Por norma, los ciudadanos tienen un mal concepto de los políticos, sobre todo inmediatamente después de algún caso de corrupción. Y razón no les falta. Por mi parte, cuando no dispongo de suficiente información sobre un caso, pues no opino. Eso no quiere decir que calle sobre nuestro sistema político que da pie a meter la mano en las arcas públicas.
No faltan los ejemplos de personas que están en política por dinero, ni tampoco los mercenarios a sueldo de las clases adineradas, ni tampoco los líderes sociales profesionales que se venden al mejor postor. Todos ellos no son políticos, son gentuza sin escrúpulos, líderes obreros, empresariales y políticos que dominan a la perfección el arte de la retórica para confundir y lograr anteponer sus intereses. Si además dentro de su partido o asociación se fomenta la corrupción, entonces aparece ese personaje público repelente e engreído que está en posesión de la verdad. Y como está respaldado por un partido o grupo poderoso, pues pretende estar por encima de la ley, demostrando toda su arrogancia, descaro y chulería cuando habla en público, algunos con acento pijo.
Lo que entendemos por políticos, son en realidad gestores. Son personas con vocación pública e inquietudes sociales, que están en política para aportar conocimientos, experiencia, ilusión y trabajo, por supuesto, todo ello desde una óptica ideológica. Son fieles peones de las directrices de su partido y por regla general cumplen con su cometido y trabajo. Pero la figura del gestor se desvirtúa cuando, desde arriba, están obligados a actuar al límite de la ley. Unas veces, para este tipo de encomienda son necesarios gestores inteligentes, preparados y de plena confianza. En otras ocasiones, sólo se necesitan subordinados agradecidos, capaces de ejecutar las órdenes sin hacer preguntas, y si es posible, poco espabilados para no descubrir la trama.
Al igual que el enigma del huevo y la gallina, nunca sabremos si primero nació la corrupción desde la clase política o desde la empresarial. Éstos se confunden, hay empresarios que se disfrazan de políticos y políticos que se camuflan de empresarios. Lo cierto es que el sector público gestiona mucho dinero y los empresarios, como es lógico, buscan negocio allí dónde se encuentra. No es momento de culpar o disculpar a unos y a otros, y la justicia debería ser ejemplarizante con sentencias severas en todos los casos de corrupción. Pero eliminar a los corruptos no garantiza terminar con la corrupción.
Con la Constitución del 78, la Administración pública se descentraliza, se democratiza, pero sobre todo se expande y multiplica. En aras de una mayor asignación de recursos, las sociedades estatales, autonómicas y municipales escapan del Derecho administrativo, considerado poco dúctil y eficaz, por sus excesivas suspicacias y controles, y optan por el Derecho privado, mucho más ágil y operativo. Todo esto se consigue gracias a una serie de leyes promulgadas, la mayoría, en la segunda mitad de la década de los 90 y casualmente con gobierno del Partido Popular.
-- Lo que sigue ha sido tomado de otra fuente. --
//! # Property 模块
//!
//! 原始属性表 → 不可变属性描述列表。
//!
//! 原始属性表的每一项可以是：
//! - 字面值（标量 / 复合值）
//! - 无参提供函数（每次解析时调用一次）
//! - 包装器 `{value, easing?, progress?}`，为单个属性指定缓动或进度函数
//!
//! 空值与字符串会在解析时被过滤掉。

use std::fmt;
use std::rc::Rc;

use tracing::warn;

use crate::easing::{EasingFn, EasingRegistry, EasingSpec};
use crate::error::TweenWarning;
use crate::interpolate::ProgressFn;
use crate::value::CompoundValue;

/// 原始字面值
#[derive(Debug, Clone)]
pub enum RawValue {
    /// 空值（解析时丢弃）
    Null,
    /// 字符串（解析时丢弃）
    Text(String),
    /// 标量
    Number(f32),
    /// 复合值
    Compound(CompoundValue),
    /// 带单属性缓动/进度函数的包装器
    Wrapped(Box<PropertyWrapper>),
}

/// 单属性包装器
#[derive(Clone)]
pub struct PropertyWrapper {
    pub value: RawValue,
    pub easing: Option<EasingSpec>,
    pub progress: Option<ProgressFn>,
}

impl fmt::Debug for PropertyWrapper {
    fn fmt(&self, f: &mut fmt::Formatter<'_>) -> fmt::Result {
        f.debug_struct("PropertyWrapper")
            .field("value", &self.value)
            .field("easing", &self.easing)
            .field("progress", &self.progress.is_some())
            .finish()
    }
}

impl PropertyWrapper {
    pub fn new(value: impl Into<RawValue>) -> Self {
        Self {
            value: value.into(),
            easing: None,
            progress: None,
        }
    }

    pub fn with_easing(mut self, easing: impl Into<EasingSpec>) -> Self {
        self.easing = Some(easing.into());
        self
    }

    pub fn with_progress(mut self, progress: impl Fn(f32, f32, f32, f32) -> f32 + 'static) -> Self {
        self.progress = Some(Rc::new(progress));
        self
    }
}

impl From<f32> for RawValue {
    fn from(value: f32) -> Self {
        Self::Number(value)
    }
}

impl From<f64> for RawValue {
    fn from(value: f64) -> Self {
        Self::Number(value as f32)
    }
}

impl From<CompoundValue> for RawValue {
    fn from(value: CompoundValue) -> Self {
        Self::Compound(value)
    }
}

impl From<&str> for RawValue {
    fn from(value: &str) -> Self {
        Self::Text(value.to_string())
    }
}

impl From<PropertyWrapper> for RawValue {
    fn from(value: PropertyWrapper) -> Self {
        Self::Wrapped(Box::new(value))
    }
}

/// 原始属性项
#[derive(Clone)]
pub enum RawProperty {
    /// 字面值
    Value(RawValue),
    /// 惰性提供函数
    Lazy(Rc<dyn Fn() -> RawValue>),
}

impl RawProperty {
    /// 由提供函数创建
    pub fn lazy(f: impl Fn() -> RawValue + 'static) -> Self {
        Self::Lazy(Rc::new(f))
    }

    /// 求出字面值
    fn evaluate(&self) -> RawValue {
        match self {
            Self::Value(v) => v.clone(),
            Self::Lazy(f) => f(),
        }
    }
}

impl fmt::Debug for RawProperty {
    fn fmt(&self, f: &mut fmt::Formatter<'_>) -> fmt::Result {
        match self {
            Self::Value(v) => f.debug_tuple("Value").field(v).finish(),
            Self::Lazy(_) => f.write_str("Lazy(..)"),
        }
    }
}

impl From<RawValue> for RawProperty {
    fn from(value: RawValue) -> Self {
        Self::Value(value)
    }
}

impl From<f32> for RawProperty {
    fn from(value: f32) -> Self {
        Self::Value(RawValue::Number(value))
    }
}

impl From<f64> for RawProperty {
    fn from(value: f64) -> Self {
        Self::Value(RawValue::from(value))
    }
}

impl From<CompoundValue> for RawProperty {
    fn from(value: CompoundValue) -> Self {
        Self::Value(RawValue::Compound(value))
    }
}

impl From<&str> for RawProperty {
    fn from(value: &str) -> Self {
        Self::Value(RawValue::from(value))
    }
}

impl From<PropertyWrapper> for RawProperty {
    fn from(value: PropertyWrapper) -> Self {
        Self::Value(RawValue::from(value))
    }
}

/// 原始属性表（保持插入顺序，同名覆盖）
#[derive(Debug, Clone, Default)]
pub struct RawProperties {
    entries: Vec<(String, RawProperty)>,
}

impl RawProperties {
    pub fn new() -> Self {
        Self::default()
    }

    /// 插入属性（构建器风格）
    pub fn with(mut self, name: impl Into<String>, property: impl Into<RawProperty>) -> Self {
        self.insert(name, property);
        self
    }

    /// 插入属性，同名时覆盖原值并保持原位置
    pub fn insert(&mut self, name: impl Into<String>, property: impl Into<RawProperty>) {
        let name = name.into();
        let property = property.into();
        match self.entries.iter_mut().find(|(n, _)| *n == name) {
            Some(entry) => entry.1 = property,
            None => self.entries.push((name, property)),
        }
    }

    pub fn len(&self) -> usize {
        self.entries.len()
    }

    pub fn is_empty(&self) -> bool {
        self.entries.is_empty()
    }

    pub fn iter(&self) -> impl Iterator<Item = (&str, &RawProperty)> {
        self.entries.iter().map(|(n, p)| (n.as_str(), p))
    }
}

/// 已解析的目标值
#[derive(Debug, Clone, PartialEq)]
pub enum TweenValue {
    Scalar(f32),
    Compound(CompoundValue),
}

/// 已解析的属性描述（构造后不可变）
#[derive(Clone)]
pub struct PropertySpec {
    pub name: String,
    pub value: TweenValue,
    pub easing: Option<EasingFn>,
    pub progress: Option<ProgressFn>,
}

impl fmt::Debug for PropertySpec {
    fn fmt(&self, f: &mut fmt::Formatter<'_>) -> fmt::Result {
        f.debug_struct("PropertySpec")
            .field("name", &self.name)
            .field("value", &self.value)
            .field("easing", &self.easing.is_some())
            .field("progress", &self.progress.is_some())
            .finish()
    }
}

/// 字面值 → 目标值；空值与字符串返回 `None`
fn literal_value(value: RawValue) -> Option<TweenValue> {
    match value {
        RawValue::Number(n) => Some(TweenValue::Scalar(n)),
        RawValue::Compound(c) => Some(TweenValue::Compound(c)),
        RawValue::Null | RawValue::Text(_) | RawValue::Wrapped(_) => None,
    }
}

fn resolve_easing(
    spec: Option<EasingSpec>,
    registry: &EasingRegistry,
    warnings: &mut Vec<TweenWarning>,
) -> Option<EasingFn> {
    match spec? {
        EasingSpec::Function(f) => Some(f),
        EasingSpec::Named(name) => {
            let found = registry.get(&name);
            if found.is_none() {
                warn!(easing = %name, "未找到属性缓动函数，使用全局时间");
                warnings.push(TweenWarning::UnknownEasing { name });
            }
            found
        }
    }
}

/// 解析原始属性表
///
/// 按插入顺序处理每一项，返回属性描述列表与解析过程中产生的警告。
pub fn resolve_properties(
    raw: &RawProperties,
    registry: &EasingRegistry,
) -> (Vec<PropertySpec>, Vec<TweenWarning>) {
    let mut specs = Vec::with_capacity(raw.len());
    let mut warnings = Vec::new();

    for (name, property) in raw.iter() {
        let (value, easing, progress) = match property.evaluate() {
            RawValue::Wrapped(wrapper) => {
                let PropertyWrapper {
                    value,
                    easing,
                    progress,
                } = *wrapper;

                if easing.is_none() && progress.is_none() {
                    // 没有单属性设置的包装器只是普通对象：`{value: n}`
                    match value {
                        RawValue::Number(n) => (
                            Some(TweenValue::Compound(
                                CompoundValue::new().with("value", n),
                            )),
                            None,
                            None,
                        ),
                        _ => (None, None, None),
                    }
                } else {
                    let easing = resolve_easing(easing, registry, &mut warnings);
                    (literal_value(value), easing, progress)
                }
            }
            literal => (literal_value(literal), None, None),
        };

        let Some(value) = value else {
            continue;
        };

        specs.push(PropertySpec {
            name: name.to_string(),
            value,
            easing,
            progress,
        });
    }

    (specs, warnings)
}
La consecuencia primordial que se deriva de este cambio es la inaplicación de la legislación sobre contratos administrativos, en especial de los procedimientos de selección de contratistas, así como del régimen de función pública para su personal, todo lo cual ya no se controla por la jurisdicción administrativa, sino por la civil. La evasión a fórmulas organizativas que admiten la utilización del Derecho privado, va encaminada a liberarse de los rigores del control del Derecho público en materia de retribuciones funcionales, selección de contratistas, control de las intervenciones, etc.
A mi juicio, el Derecho privado no sirve para garantizar los principios de igualdad, mérito y objetividad, porque en el Derecho privado son irrelevantes. Hay que desmitificar la creencia en la mayor eficacia de la Administración cuando actúa sujeta al Derecho privado porque no está condicionada por el riesgo empresarial, es dinero de los ciudadanos y los gestores no corren el riesgo de la quiebra empresarial. Las administraciones públicas sufren dos procesos de expropiación, una por la clase política y otra por el sector privado, conjugadas ambas a través de fórmulas negociables que permiten marginar el empleo de servicios propios y de la clase funcionarial.
Esta solución ignora las raíces históricas del Derecho administrativo que se sustancian en la protección del interés público precisamente contra los administradores, que ahora son, cada vez más, miembros de la clase política y/o empresarial, o están subordinados a ellas mediante variadas fórmulas de clientelismo. Mientras tengamos leyes confusas y discrecionales, y de dudosa constitucionalidad, que regulen la Administración pública, siempre habrá corrupción.